Stored data:
════════
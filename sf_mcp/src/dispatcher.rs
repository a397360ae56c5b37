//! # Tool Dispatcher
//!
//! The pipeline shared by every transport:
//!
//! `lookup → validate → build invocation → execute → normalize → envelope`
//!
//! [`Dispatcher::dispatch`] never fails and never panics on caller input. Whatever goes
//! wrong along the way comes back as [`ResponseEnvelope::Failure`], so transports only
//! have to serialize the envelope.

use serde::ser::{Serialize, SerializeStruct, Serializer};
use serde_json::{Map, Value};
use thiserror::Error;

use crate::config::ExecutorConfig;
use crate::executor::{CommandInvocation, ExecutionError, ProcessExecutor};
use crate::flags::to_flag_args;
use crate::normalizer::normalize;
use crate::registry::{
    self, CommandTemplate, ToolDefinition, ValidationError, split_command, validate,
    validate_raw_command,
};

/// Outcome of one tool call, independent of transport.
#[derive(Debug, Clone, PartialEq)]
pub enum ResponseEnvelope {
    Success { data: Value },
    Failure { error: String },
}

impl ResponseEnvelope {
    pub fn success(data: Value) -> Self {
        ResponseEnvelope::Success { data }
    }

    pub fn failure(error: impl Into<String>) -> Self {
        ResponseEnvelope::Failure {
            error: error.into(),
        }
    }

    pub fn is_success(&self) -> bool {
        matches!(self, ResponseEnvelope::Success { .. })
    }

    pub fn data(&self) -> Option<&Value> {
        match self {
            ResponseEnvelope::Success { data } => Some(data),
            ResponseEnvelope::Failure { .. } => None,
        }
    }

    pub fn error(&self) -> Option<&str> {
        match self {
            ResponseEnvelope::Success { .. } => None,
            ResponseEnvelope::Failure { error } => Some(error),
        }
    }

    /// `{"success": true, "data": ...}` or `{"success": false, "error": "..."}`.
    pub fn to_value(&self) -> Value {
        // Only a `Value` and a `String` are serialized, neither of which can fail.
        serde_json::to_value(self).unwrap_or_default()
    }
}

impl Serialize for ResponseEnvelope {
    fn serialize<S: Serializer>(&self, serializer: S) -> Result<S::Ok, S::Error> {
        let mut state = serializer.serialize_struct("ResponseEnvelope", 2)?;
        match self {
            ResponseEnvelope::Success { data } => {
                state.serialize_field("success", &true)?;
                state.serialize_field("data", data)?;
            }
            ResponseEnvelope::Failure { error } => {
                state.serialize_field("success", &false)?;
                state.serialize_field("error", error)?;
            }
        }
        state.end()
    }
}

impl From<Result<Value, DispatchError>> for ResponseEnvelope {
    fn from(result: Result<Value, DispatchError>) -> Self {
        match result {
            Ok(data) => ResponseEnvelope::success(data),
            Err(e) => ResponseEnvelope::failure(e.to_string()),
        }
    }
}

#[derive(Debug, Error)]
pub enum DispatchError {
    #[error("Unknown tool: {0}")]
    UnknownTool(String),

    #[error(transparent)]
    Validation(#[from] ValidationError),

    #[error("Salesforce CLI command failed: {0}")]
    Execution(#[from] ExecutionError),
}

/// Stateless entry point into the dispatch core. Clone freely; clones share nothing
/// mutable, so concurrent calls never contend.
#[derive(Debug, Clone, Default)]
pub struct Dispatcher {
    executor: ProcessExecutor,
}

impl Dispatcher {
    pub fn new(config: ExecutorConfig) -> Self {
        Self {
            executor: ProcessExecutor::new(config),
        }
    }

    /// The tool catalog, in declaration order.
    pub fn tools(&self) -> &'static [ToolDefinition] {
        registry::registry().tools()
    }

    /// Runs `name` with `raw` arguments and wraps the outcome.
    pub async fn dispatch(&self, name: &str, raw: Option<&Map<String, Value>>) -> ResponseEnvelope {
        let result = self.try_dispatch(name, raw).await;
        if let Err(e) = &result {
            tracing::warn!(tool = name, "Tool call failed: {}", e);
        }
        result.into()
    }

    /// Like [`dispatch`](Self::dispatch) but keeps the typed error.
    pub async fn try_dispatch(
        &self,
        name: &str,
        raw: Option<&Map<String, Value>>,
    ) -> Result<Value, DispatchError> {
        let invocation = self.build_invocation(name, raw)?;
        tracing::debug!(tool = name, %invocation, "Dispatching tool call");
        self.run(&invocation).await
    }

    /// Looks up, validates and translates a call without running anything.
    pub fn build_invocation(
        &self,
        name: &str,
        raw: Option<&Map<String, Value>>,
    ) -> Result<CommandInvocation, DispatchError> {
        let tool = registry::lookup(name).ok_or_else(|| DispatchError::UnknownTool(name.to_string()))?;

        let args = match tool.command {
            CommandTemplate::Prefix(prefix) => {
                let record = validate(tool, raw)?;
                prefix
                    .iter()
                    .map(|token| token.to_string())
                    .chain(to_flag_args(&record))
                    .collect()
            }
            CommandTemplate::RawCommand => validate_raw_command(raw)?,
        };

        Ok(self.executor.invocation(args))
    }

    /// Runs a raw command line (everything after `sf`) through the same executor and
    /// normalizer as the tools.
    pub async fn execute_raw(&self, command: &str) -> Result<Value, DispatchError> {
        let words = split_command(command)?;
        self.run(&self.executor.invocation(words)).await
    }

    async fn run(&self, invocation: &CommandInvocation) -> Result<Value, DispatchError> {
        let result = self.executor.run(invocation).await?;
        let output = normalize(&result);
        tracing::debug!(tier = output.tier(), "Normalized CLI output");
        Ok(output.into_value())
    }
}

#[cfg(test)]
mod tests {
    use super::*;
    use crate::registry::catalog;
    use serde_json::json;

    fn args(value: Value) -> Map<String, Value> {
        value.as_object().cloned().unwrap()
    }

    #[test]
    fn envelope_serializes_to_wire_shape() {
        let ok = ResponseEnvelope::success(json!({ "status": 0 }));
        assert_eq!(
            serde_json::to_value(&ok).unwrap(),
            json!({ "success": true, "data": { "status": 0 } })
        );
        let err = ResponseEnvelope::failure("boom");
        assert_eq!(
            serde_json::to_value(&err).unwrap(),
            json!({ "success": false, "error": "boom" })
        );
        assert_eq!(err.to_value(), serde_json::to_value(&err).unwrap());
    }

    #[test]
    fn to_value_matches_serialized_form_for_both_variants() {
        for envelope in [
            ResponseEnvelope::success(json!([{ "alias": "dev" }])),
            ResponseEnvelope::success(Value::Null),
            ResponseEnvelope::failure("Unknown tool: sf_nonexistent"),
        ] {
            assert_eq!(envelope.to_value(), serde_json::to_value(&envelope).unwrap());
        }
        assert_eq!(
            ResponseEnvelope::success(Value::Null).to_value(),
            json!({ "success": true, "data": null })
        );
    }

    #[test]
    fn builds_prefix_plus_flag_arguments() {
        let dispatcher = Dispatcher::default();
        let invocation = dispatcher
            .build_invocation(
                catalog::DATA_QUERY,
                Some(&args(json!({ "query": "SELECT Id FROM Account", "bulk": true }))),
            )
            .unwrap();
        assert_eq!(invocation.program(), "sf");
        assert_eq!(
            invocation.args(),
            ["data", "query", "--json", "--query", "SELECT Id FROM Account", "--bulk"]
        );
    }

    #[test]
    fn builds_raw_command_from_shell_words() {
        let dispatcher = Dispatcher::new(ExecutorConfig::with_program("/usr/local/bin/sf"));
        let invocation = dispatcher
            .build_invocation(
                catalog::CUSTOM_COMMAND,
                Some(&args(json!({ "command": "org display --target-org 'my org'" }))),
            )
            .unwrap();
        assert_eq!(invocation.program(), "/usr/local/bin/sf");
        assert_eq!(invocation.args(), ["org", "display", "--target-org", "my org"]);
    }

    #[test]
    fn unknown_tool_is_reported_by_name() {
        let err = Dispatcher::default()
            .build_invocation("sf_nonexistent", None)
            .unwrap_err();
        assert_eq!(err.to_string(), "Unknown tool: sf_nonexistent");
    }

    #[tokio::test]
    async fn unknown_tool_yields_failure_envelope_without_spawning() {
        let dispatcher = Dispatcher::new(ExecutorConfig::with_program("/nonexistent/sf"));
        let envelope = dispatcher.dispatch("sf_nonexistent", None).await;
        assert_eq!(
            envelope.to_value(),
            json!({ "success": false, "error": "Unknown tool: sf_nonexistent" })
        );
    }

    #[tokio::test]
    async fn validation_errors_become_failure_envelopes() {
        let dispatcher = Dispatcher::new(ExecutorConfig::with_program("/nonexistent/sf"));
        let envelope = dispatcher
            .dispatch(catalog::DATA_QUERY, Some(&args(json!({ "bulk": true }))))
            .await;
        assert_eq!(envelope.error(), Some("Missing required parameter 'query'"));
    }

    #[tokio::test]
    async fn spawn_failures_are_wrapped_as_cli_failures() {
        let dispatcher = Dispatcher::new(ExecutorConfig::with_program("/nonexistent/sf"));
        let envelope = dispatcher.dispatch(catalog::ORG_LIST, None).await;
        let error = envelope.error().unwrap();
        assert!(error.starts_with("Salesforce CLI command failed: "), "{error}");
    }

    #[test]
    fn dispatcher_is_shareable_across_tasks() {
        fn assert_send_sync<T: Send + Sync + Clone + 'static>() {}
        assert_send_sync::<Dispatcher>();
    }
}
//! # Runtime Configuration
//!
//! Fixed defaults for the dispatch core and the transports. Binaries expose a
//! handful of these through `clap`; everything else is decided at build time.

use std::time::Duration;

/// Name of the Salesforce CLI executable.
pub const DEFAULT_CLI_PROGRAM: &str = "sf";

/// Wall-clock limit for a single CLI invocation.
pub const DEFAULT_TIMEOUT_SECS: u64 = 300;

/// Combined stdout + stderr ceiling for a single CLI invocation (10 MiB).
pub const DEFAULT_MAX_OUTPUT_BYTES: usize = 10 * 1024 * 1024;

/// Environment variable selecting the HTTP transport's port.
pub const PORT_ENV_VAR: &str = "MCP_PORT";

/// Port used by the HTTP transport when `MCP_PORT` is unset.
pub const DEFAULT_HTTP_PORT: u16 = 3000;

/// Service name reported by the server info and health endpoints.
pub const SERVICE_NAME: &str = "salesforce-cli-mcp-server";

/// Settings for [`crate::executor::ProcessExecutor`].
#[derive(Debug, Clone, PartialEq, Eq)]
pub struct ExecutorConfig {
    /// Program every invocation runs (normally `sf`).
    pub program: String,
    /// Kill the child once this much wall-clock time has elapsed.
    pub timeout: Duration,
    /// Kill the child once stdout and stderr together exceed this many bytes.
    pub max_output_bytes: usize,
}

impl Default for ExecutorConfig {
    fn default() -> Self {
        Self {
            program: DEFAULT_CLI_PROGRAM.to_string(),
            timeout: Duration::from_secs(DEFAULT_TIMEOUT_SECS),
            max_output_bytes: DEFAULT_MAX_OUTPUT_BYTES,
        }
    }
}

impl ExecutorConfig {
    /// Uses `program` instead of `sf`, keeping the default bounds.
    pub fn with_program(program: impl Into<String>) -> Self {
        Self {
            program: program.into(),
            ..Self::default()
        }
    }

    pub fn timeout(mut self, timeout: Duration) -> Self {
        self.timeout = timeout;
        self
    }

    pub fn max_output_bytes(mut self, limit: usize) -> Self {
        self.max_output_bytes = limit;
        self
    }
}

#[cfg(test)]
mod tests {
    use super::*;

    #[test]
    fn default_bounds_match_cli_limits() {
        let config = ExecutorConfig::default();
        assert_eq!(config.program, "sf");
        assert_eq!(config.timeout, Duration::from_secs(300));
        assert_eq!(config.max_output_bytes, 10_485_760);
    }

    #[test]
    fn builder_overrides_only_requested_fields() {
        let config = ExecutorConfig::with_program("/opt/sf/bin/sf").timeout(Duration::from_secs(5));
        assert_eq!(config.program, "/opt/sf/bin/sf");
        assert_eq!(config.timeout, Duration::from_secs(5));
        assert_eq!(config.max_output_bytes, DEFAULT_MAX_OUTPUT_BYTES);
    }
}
════════
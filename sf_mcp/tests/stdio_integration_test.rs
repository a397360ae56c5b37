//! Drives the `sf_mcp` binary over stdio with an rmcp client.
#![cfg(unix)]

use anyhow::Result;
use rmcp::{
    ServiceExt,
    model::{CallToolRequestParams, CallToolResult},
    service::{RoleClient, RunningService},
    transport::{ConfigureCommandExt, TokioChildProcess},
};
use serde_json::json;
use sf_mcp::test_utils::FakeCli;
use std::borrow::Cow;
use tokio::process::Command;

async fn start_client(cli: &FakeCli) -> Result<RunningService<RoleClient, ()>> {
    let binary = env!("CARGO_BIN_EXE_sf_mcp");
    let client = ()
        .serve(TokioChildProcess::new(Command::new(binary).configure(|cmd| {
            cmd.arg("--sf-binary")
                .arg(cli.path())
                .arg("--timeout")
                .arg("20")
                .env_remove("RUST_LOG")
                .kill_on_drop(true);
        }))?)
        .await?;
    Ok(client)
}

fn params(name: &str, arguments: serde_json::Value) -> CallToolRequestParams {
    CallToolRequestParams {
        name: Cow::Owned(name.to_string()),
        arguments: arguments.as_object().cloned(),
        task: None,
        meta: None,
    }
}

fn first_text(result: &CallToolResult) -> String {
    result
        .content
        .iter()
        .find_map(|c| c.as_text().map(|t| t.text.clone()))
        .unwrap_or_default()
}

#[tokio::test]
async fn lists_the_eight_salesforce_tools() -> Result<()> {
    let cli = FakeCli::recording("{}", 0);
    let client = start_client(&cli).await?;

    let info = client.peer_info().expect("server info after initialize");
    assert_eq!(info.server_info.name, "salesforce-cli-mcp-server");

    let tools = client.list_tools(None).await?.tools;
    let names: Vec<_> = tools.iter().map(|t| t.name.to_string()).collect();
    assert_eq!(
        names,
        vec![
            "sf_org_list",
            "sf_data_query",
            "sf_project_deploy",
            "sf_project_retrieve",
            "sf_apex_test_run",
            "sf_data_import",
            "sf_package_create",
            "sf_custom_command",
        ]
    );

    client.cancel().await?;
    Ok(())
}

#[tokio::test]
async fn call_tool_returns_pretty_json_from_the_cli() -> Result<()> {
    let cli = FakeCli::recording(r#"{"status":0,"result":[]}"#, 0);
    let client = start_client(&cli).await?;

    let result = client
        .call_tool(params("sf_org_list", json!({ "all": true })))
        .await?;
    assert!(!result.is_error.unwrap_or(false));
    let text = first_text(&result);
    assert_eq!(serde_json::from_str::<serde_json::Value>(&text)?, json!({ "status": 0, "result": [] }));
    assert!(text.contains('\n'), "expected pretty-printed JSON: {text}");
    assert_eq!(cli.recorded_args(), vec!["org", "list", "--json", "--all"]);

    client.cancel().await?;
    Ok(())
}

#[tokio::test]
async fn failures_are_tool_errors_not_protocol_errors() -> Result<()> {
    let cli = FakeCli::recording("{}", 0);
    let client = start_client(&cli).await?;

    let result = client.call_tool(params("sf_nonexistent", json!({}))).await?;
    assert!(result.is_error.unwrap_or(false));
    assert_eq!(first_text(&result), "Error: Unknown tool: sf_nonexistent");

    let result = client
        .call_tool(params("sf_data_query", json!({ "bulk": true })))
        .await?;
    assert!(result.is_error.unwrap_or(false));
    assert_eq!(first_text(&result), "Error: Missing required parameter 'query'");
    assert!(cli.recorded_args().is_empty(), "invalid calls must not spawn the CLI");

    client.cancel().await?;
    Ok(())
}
════════
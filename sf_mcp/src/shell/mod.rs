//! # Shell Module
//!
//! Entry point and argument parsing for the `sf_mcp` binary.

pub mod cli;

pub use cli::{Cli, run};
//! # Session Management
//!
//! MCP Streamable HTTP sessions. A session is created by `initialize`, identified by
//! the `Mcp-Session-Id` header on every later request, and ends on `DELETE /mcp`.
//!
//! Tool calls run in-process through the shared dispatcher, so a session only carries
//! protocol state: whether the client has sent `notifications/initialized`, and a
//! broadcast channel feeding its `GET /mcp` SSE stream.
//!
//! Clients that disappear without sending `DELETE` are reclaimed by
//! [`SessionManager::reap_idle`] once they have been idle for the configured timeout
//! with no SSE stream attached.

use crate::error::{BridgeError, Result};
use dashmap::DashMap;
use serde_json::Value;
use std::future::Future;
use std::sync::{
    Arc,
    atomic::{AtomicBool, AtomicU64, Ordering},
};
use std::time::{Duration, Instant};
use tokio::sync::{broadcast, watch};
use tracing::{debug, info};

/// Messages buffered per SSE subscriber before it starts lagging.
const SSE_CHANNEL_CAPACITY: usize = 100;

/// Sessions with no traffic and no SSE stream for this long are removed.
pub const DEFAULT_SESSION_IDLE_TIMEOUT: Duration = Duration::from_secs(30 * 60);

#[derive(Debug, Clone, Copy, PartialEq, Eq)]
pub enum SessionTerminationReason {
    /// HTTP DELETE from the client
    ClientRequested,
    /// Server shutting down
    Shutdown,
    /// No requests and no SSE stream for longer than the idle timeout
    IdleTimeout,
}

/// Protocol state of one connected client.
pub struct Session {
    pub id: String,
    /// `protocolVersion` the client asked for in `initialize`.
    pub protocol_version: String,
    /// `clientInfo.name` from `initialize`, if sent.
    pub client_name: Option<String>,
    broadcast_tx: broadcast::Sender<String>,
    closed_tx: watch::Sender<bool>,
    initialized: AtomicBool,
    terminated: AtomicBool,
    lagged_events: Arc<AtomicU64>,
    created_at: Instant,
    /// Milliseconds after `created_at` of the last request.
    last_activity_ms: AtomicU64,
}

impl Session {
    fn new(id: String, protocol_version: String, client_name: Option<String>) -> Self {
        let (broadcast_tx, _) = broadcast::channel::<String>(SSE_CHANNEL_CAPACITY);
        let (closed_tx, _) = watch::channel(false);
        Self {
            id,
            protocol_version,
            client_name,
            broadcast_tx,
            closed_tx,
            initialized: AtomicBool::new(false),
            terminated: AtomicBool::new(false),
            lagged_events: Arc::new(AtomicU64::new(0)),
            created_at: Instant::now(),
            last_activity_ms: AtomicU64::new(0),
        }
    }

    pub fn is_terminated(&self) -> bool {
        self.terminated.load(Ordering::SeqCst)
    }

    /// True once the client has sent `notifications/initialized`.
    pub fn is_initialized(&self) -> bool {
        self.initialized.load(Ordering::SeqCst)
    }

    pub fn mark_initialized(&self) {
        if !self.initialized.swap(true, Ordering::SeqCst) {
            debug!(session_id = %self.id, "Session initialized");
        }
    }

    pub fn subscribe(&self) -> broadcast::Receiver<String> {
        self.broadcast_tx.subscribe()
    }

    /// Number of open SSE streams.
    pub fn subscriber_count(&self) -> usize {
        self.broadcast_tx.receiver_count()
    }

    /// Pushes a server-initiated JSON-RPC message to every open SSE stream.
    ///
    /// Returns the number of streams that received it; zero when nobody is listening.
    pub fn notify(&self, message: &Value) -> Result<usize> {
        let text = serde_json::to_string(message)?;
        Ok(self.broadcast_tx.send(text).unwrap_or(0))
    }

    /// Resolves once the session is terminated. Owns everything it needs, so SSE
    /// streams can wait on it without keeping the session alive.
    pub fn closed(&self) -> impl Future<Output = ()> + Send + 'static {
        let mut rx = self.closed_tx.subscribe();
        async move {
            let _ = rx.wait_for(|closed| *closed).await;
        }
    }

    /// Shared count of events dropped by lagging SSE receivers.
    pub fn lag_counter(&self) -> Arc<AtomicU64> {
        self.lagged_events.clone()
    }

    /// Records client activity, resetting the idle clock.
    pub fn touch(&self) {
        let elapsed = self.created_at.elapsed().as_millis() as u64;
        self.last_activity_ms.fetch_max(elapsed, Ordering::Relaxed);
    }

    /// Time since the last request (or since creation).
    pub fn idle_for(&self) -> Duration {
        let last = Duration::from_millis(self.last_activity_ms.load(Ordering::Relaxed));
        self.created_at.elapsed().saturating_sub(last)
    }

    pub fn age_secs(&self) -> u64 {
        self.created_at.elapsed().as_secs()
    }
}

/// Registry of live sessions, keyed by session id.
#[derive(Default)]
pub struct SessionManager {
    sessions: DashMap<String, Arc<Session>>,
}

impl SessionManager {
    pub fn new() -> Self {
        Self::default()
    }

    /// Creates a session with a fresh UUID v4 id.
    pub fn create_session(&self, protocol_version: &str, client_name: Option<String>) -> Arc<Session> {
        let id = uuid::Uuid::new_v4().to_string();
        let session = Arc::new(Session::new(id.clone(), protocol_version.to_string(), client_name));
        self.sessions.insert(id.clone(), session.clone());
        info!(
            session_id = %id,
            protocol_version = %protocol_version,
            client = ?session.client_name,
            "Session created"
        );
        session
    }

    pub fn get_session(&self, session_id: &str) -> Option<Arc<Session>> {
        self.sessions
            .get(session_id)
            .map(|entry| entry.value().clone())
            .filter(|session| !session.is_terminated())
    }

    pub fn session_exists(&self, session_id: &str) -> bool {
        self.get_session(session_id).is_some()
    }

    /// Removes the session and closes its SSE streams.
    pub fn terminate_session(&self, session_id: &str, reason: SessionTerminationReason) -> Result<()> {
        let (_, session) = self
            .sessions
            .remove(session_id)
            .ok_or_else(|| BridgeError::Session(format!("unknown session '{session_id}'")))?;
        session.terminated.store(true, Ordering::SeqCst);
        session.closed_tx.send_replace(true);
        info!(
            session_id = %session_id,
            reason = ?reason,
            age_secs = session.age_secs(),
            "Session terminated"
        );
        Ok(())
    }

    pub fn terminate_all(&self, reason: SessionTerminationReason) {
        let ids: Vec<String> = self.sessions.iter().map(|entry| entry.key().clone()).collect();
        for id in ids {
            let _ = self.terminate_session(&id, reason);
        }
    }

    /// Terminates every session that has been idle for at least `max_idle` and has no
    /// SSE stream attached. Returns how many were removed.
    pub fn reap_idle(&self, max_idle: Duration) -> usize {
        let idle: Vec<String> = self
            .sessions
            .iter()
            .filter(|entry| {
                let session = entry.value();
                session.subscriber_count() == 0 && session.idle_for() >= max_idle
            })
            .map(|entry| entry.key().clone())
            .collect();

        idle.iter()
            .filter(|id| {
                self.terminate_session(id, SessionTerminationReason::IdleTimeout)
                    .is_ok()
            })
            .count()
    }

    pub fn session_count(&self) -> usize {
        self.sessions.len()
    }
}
════════
Task to carry out
Go through the records above and count every line that includes "UnknownTool". Give the number and nothing else.

Response box
2